Problem description:
Only lines that contain the string "nbuf" should be returned from the material below.

Material provided:
//! The four-cycle lookahead window.

use crate::cycle::Cycle;

/// `prev`, `curr`, `next` and `nbuf`, one cycle apart.
#[derive(Debug, Clone)]
pub struct Window {
    /// Cycle before `curr`.
    pub prev: Cycle,
    /// Cycle being output.
    pub curr: Cycle,
    /// Cycle after `curr`.
    pub next: Cycle,
    /// Cycle after `next`.
    pub nbuf: Cycle,
}

impl Window {
    /// An unanchored window.
    pub fn new(length: usize, cycle_r: usize, last_frame: usize, sdlim: i32) -> Self {
        let cycle = Cycle::new(length, cycle_r, last_frame as i64).with_sdlim(sdlim);
        Self {
            prev: cycle.clone(),
            curr: cycle.clone(),
            next: cycle.clone(),
            nbuf: cycle,
        }
    }

    /// Whether `curr` starts at `frame`.
    pub fn is_at(&self, frame: i64) -> bool {
        self.curr.is_anchored() && self.curr.frame == frame
    }

    /// Whether `frame` is where `curr` lands after one rotation.
    pub fn precedes(&self, frame: i64) -> bool {
        self.curr.is_anchored() && self.curr.frame + self.curr.length as i64 == frame
    }

    /// Anchor all four cycles around `frame` and forget everything.
    pub fn reset(&mut self, frame: i64) {
        let len = self.curr.length as i64;
        self.prev.set_frame(frame - len);
        self.curr.set_frame(frame);
        self.next.set_frame(frame + len);
        self.nbuf.set_frame(frame + 2 * len);
    }

    /// Shift by one cycle: `prev <- curr <- next <- nbuf`, with `nbuf`
    /// re-anchored one cycle past the new `next`.
    pub fn rotate(&mut self) {
        std::mem::swap(&mut self.prev, &mut self.curr);
        std::mem::swap(&mut self.curr, &mut self.next);
        std::mem::swap(&mut self.next, &mut self.nbuf);
        let frame = self.next.frame + self.next.length as i64;
        self.nbuf.set_frame(frame);
    }

    /// Mutable access to all three decision cycles at once.
    pub fn triple_mut(&mut self) -> (&mut Cycle, &mut Cycle, &mut Cycle) {
        (&mut self.prev, &mut self.curr, &mut self.next)
    }
}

Answer:
/// `prev`, `curr`, `next` and `nbuf`, one cycle apart.
    pub nbuf: Cycle,
            nbuf: cycle,
        self.nbuf.set_frame(frame + 2 * len);
    /// Shift by one cycle: `prev <- curr <- next <- nbuf`, with `nbuf`
        std::mem::swap(&mut self.next, &mut self.nbuf);
        self.nbuf.set_frame(frame);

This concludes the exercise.